Translate

vendredi 12 février 2016

Retrouvailles avec Luis

01 Décembre


Nous adoptons dès le départ un rythme très lent qui m’inquiète pour la suite. Ramón est de plus en plus fatigué mais Géronimo et moi, sommes trop chargés pour soulager son sac. Qu’en sera-t-il de la suite ?
Chaque pause est cependant mise à profit par Ramón pour transmettre à Geronimo les points de repères qui facilitent la progression ou simplement l’autorisent lorsque les bosquets recouvrent la tourbe. Emouvante passation d’un savoir non cartographié.

Transmission des indices
La matinée est fraiche et humide. Je peine à me réchauffer et lorsque nous nous arrêtons à la mi-journée, le feu n’est pas long a être allumé. Le bois où nous nous réchauffons a servi de poste avancé aux forces argentines au cours du conflit du Beagle (1978) avec le Chili. Un panneau de bois pourrissant sur le sol est le dernier vestige avec quelques fils de fer, de ces tensions ayant précédé la guerre des Malouines. En plus de se battre pour des coins de déserts, les Hommes ont aussi parfois le don de se battre pour du vent…

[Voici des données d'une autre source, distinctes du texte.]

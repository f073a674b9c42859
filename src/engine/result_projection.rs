// ==========================================
// 工位排班基础数据 - 排程结果投影
// ==========================================
// 职责: 将分配结果按产线名称分组，组内按工作站顺序排序
// 规则:
// - 分组顺序 = 产线名称首次出现的顺序
// - 组内稳定排序，station.order 升序，未设定视为 0
// - 顺序相同的分配保持原有相对顺序
// ==========================================

use indexmap::IndexMap;
use serde::Serialize;

use crate::domain::{Assignment, ScheduleResult};

/// 产线名称 → 该产线的分配（已排序）
pub type LineGroups = IndexMap<String, Vec<Assignment>>;

/// 交给视图渲染的结果
#[derive(Debug, Clone, PartialEq, Serialize)]
pub struct ScheduleReport {
    pub timestamp: String,
    pub groups: LineGroups,
}

impl ScheduleReport {
    pub fn total_assignments(&self) -> usize {
        self.groups.values().map(Vec::len).sum()
    }
}

/// 按产线分组并排序
pub fn group_by_line(assignments: Vec<Assignment>) -> LineGroups {
    let mut groups: LineGroups = IndexMap::new();
    for assignment in assignments {
        groups
            .entry(assignment.line.name.clone())
            .or_default()
            .push(assignment);
    }

    for group in groups.values_mut() {
        // sort_by_key 为稳定排序
        group.sort_by_key(|a| a.station.effective_order());
    }

    groups
}

/// 投影完整排程结果
pub fn project_result(result: ScheduleResult) -> ScheduleReport {
    ScheduleReport {
        timestamp: result.timestamp,
        groups: group_by_line(result.assignments),
    }
}

#[cfg(test)]
mod tests {
    use super::*;
    use crate::domain::{Person, ProductionLine, Station};

    fn assignment(person: &str, line: &str, order: Option<i32>) -> Assignment {
        let mut station = Station::new(
            format!("s-{}", person),
            format!("站-{}", person),
            format!("l-{}", line),
            false,
            false,
        );
        station.order = order;
        Assignment {
            person: Person::new(format!("p-{}", person), person.to_string()),
            station,
            line: ProductionLine::new(format!("l-{}", line), line.to_string()),
        }
    }

    fn names(group: &[Assignment]) -> Vec<&str> {
        group.iter().map(|a| a.person.name.as_str()).collect()
    }

    #[test]
    fn test_group_by_line_sorts_by_order() {
        let groups = group_by_line(vec![
            assignment("a", "L1", Some(2)),
            assignment("b", "L1", Some(1)),
            assignment("c", "L2", Some(0)),
        ]);

        let keys: Vec<_> = groups.keys().cloned().collect();
        assert_eq!(keys, vec!["L1".to_string(), "L2".to_string()]);
        assert_eq!(names(&groups["L1"]), vec!["b", "a"]);
        assert_eq!(names(&groups["L2"]), vec!["c"]);
    }

    #[test]
    fn test_missing_order_treated_as_zero_and_stable() {
        let groups = group_by_line(vec![
            assignment("a", "L1", Some(1)),
            assignment("b", "L1", None),
            assignment("c", "L1", Some(0)),
            assignment("d", "L1", Some(1)),
        ]);
        // b 与 c 同为 0，a 与 d 同为 1，均保持原相对顺序
        assert_eq!(names(&groups["L1"]), vec!["b", "c", "a", "d"]);
    }

    #[test]
    fn test_project_result_keeps_timestamp() {
        let report = project_result(ScheduleResult {
            timestamp: "2026-10-15T09:00:00".to_string(),
            assignments: vec![assignment("a", "L2", None), assignment("b", "L1", None)],
        });
        assert_eq!(report.timestamp, "2026-10-15T09:00:00");
        assert_eq!(report.total_assignments(), 2);
        // 分组顺序跟随首次出现
        assert_eq!(report.groups.get_index(0).map(|(k, _)| k.as_str()), Some("L2"));
    }

    #[test]
    fn test_empty_result() {
        assert!(group_by_line(vec![]).is_empty());
    }
}
// ==========================================
// 工位排班基础数据 - 快照模型
// ==========================================
// 职责: 本地存储快照 / 导出设定档 / 排程结果
// 格式:
// - 本地快照: {personnel, productionLines, stations, savedAt}
// - 导出设定档: 本地快照 + version
// - 排程结果: {timestamp, assignments: [{person, station, line}]}
// ==========================================

use crate::domain::line::{ProductionLine, Station};
use crate::domain::personnel::Person;
use chrono::{DateTime, SecondsFormat, Utc};
use serde::{Deserialize, Serialize};

/// 导出设定档版本
pub const EXPORT_VERSION: &str = "1.0";

/// 快照必需的集合字段
pub const REQUIRED_COLLECTIONS: [&str; 3] = ["personnel", "productionLines", "stations"];

/// 生成 ISO-8601 时间戳（UTC，毫秒精度，Z 结尾）
pub fn iso_timestamp(now: DateTime<Utc>) -> String {
    now.to_rfc3339_opts(SecondsFormat::Millis, true)
}

// ==========================================
// WorkplaceSnapshot - 实体集合快照
// ==========================================
#[derive(Debug, Clone, PartialEq, Serialize, Deserialize)]
#[serde(rename_all = "camelCase")]
pub struct WorkplaceSnapshot {
    pub personnel: Vec<Person>,
    pub production_lines: Vec<ProductionLine>,
    pub stations: Vec<Station>,
    /// 仅导出设定档携带；导入时不校验其类型
    #[serde(default, skip_serializing_if = "Option::is_none")]
    pub version: Option<serde_json::Value>,
    #[serde(default, skip_serializing_if = "Option::is_none")]
    pub saved_at: Option<String>,
}

impl WorkplaceSnapshot {
    /// 标记为导出设定档
    pub fn into_export(mut self) -> Self {
        self.version = Some(serde_json::Value::from(EXPORT_VERSION));
        self
    }
}

// ==========================================
// Assignment / ScheduleResult - 排程结果
// ==========================================

/// 单条分配（人员 ↔ 工作站 ↔ 产线）
#[derive(Debug, Clone, PartialEq, Serialize, Deserialize)]
pub struct Assignment {
    pub person: Person,
    pub station: Station,
    pub line: ProductionLine,
}

/// 排程服务返回的结果
///
/// 两个字段都必须存在，否则视为无法解析的响应
#[derive(Debug, Clone, PartialEq, Serialize, Deserialize)]
pub struct ScheduleResult {
    /// 排程时间（服务端生成，原样保留）
    pub timestamp: String,
    pub assignments: Vec<Assignment>,
}

#[cfg(test)]
mod tests {
    use super::*;
    use chrono::TimeZone;

    #[test]
    fn test_iso_timestamp_format() {
        let now = Utc.with_ymd_and_hms(2026, 3, 9, 8, 5, 0).unwrap();
        assert_eq!(iso_timestamp(now), "2026-03-09T08:05:00.000Z");
    }

    #[test]
    fn test_local_snapshot_omits_version() {
        let snapshot = WorkplaceSnapshot {
            personnel: vec![],
            production_lines: vec![],
            stations: vec![],
            version: None,
            saved_at: Some("2026-03-09T08:05:00.000Z".to_string()),
        };
        let value = serde_json::to_value(&snapshot).unwrap();
        assert!(value.get("version").is_none());
        assert!(value["productionLines"].is_array());

        let exported = serde_json::to_value(snapshot.into_export()).unwrap();
        assert_eq!(exported["version"], EXPORT_VERSION);
    }

    #[test]
    fn test_schedule_result_accepts_naive_timestamp() {
        // 排程服务返回的时间戳不带时区
        let result: ScheduleResult = serde_json::from_str(
            r#"{"timestamp":"2026-03-09T16:05:00.123456","assignments":[]}"#,
        )
        .unwrap();
        assert_eq!(result.timestamp, "2026-03-09T16:05:00.123456");
        assert!(result.assignments.is_empty());
    }

    #[test]
    fn test_schedule_result_requires_both_fields() {
        assert!(serde_json::from_str::<ScheduleResult>(r#"{"error":"solver crashed"}"#).is_err());
        assert!(serde_json::from_str::<ScheduleResult>("{}").is_err());
        assert!(serde_json::from_str::<ScheduleResult>(r#"{"timestamp":"t"}"#).is_err());
        assert!(serde_json::from_str::<ScheduleResult>(r#"{"assignments":[]}"#).is_err());
    }

    #[test]
    fn test_snapshot_accepts_numeric_version() {
        let snapshot: WorkplaceSnapshot = serde_json::from_str(
            r#"{"personnel":[],"productionLines":[],"stations":[],"version":1}"#,
        )
        .unwrap();
        assert_eq!(snapshot.version, Some(serde_json::json!(1)));
    }
}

Autour d'un feu, tout va mieux !
La soupe, le maté et quelques gorgées de Fernet Branca allongé de coca font disparaître les dernières gouttes de pluie et permettent d’attendre confortablement que la mer se retire pour la suite du parcours. Lorsque nous reprenons notre route en effet, nous troquons les étendues de tourbe pour l’estran du canal de Beagle. Les galets roulent sous nos pieds mais la progression est beaucoup plus simple lorsqu’il suffit d’aller tout droit.

Sa livraison à Moat effectuée, le gaucho Luis nous rejoint dans l’après-midi. Le retour du soleil favorise une longue discussion dont profitent immédiatement les chiens pour entamer des rêves de chasse au taureau.
La progression reprend une demi-heure plus tard pour s’achever au rancho le plus austral d’Argentine. Puerto Rancho : 55° Sud.

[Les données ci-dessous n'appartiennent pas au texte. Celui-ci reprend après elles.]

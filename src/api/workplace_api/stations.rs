// ==========================================
// 工作站维护
// ==========================================

use super::*;
use crate::api::validator::require_text;
use crate::i18n::t_with_args;

impl WorkplaceApi {
    /// 新增工作站并追加到所属产线序列末尾
    ///
    /// # 错误
    /// - InvalidInput: 未选择产线或名称为空白
    /// - NotFound: 产线不存在（两个集合均不变）
    pub fn add_station(
        &mut self,
        line_id: &str,
        name: &str,
        high_priority: bool,
        priority_assign: bool,
    ) -> ApiResult<Station> {
        if line_id.trim().is_empty() {
            return Err(ApiError::InvalidInput(crate::i18n::t(
                "validation.station_info_incomplete",
            )));
        }
        let name = require_text(name, "validation.station_info_incomplete")?;

        let station = self
            .store
            .insert_station(line_id, name, high_priority, priority_assign)?;
        tracing::info!(
            station_id = %station.id,
            line_id,
            "{}",
            t_with_args("messages.station_added", &[("name", &station.name)])
        );

        self.persist()?;
        Ok(station)
    }

    /// 编辑工作站（名称、顺序、两个旗标）；所属产线不可更改
    ///
    /// 工作站不存在时静默返回 false
    pub fn edit_station(
        &mut self,
        station_id: &str,
        name: &str,
        order: i32,
        high_priority: bool,
        priority_assign: bool,
    ) -> ApiResult<bool> {
        let name = require_text(name, "validation.station_name_required")?;

        let Some(station) = self.store.find_station_mut(station_id) else {
            tracing::debug!(station_id, "编辑工作站: 目标不存在");
            return Ok(false);
        };
        station.name = name;
        station.order = Some(order);
        station.high_priority = high_priority;
        station.priority_assign = priority_assign;
        tracing::info!(station_id, order, "编辑工作站: {}", station.name);

        self.persist()?;
        Ok(true)
    }

    /// 删除工作站（同时从所属产线序列移除）
    pub fn delete_station(&mut self, station_id: &str) -> ApiResult<bool> {
        let Some(station) = self.store.remove_station(station_id) else {
            return Ok(false);
        };
        tracing::info!(station_id, line_id = %station.line_id, "删除工作站: {}", station.name);

        self.persist()?;
        Ok(true)
    }
}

Progression... hiérarchisée.
La soirée est magnifique et Geronimo prépare à l’extérieur un festin de spaghettis mariées à une énorme casserole de sauce : Carottes, oignons, ail et concentré de tomate, en quelques heures les provisions ramenées par Luis sont bien entamées.
J’aide comme je peux, à savoir modestement, la préparation de ce repas. Luis et Ramón poursuivent autour d’une brique de vin leur discussion amorcée sur la plage et les chiens reprennent le cours de leur sieste.

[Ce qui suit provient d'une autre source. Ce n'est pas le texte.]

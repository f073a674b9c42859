// ==========================================
// 人员维护
// ==========================================

use super::*;
use crate::api::validator::require_text;

impl WorkplaceApi {
    /// 新增人员（初始无工作站设定、非休假）
    ///
    /// # 错误
    /// - InvalidInput: 名称为空白
    /// - StorageError: 自动保存失败（人员已加入仓储）
    pub fn add_person(&mut self, name: &str) -> ApiResult<Person> {
        let name = require_text(name, "validation.person_name_required")?;
        let person = self.store.insert_person(name);
        tracing::info!(person_id = %person.id, "新增人员: {}", person.name);

        self.persist()?;
        Ok(person)
    }

    /// 删除人员，不存在时静默返回 false
    pub fn delete_person(&mut self, person_id: &str) -> ApiResult<bool> {
        let Some(person) = self.store.remove_person(person_id) else {
            tracing::debug!(person_id, "删除人员: 目标不存在");
            return Ok(false);
        };
        tracing::info!(person_id, "删除人员: {}", person.name);

        self.persist()?;
        Ok(true)
    }

    /// 切换休假状态
    ///
    /// # 返回
    /// - Some(on_leave): 切换后的状态
    /// - None: 人员不存在
    pub fn toggle_leave(&mut self, person_id: &str) -> ApiResult<Option<bool>> {
        let Some(person) = self.store.find_person_mut(person_id) else {
            return Ok(None);
        };
        person.on_leave = !person.on_leave;
        let on_leave = person.on_leave;
        tracing::info!(person_id, on_leave, "切换休假状态");

        self.persist()?;
        Ok(Some(on_leave))
    }

    /// 整体覆写人员的工作站设定（未出现的工作站条目被移除）
    pub fn set_person_station_settings(
        &mut self,
        person_id: &str,
        settings: StationSettings,
    ) -> ApiResult<bool> {
        let Some(person) = self.store.find_person_mut(person_id) else {
            return Ok(false);
        };
        let count = settings.len();
        person.station_settings = settings;
        tracing::info!(person_id, count, "更新工作站设定");

        self.persist()?;
        Ok(true)
    }
}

Belle soirée à Puerto Rancho.
J’ai beaucoup de mal à saisir toutes les subtilités de la discussion sur ce dernier hiver exceptionnellement enneigé. La transmission des informations malgré l’isolement, m’avait bluffé en mars, lors de ma précédente expédition. Au cours de cette soirée, je peux constater que l’ensemble des événements des derniers mois est consciencieusement passé en revue. Un monde de chiens, de chevaux et de taureaux. Les « histoires et racontars » de Jørn Riel sont nées des récits de trappeurs groenlandais et je regrette amèrement de comprendre si peu, les morceaux de vie de gaucho que j’entends ce soir-là et dont je rate une bonne partie. 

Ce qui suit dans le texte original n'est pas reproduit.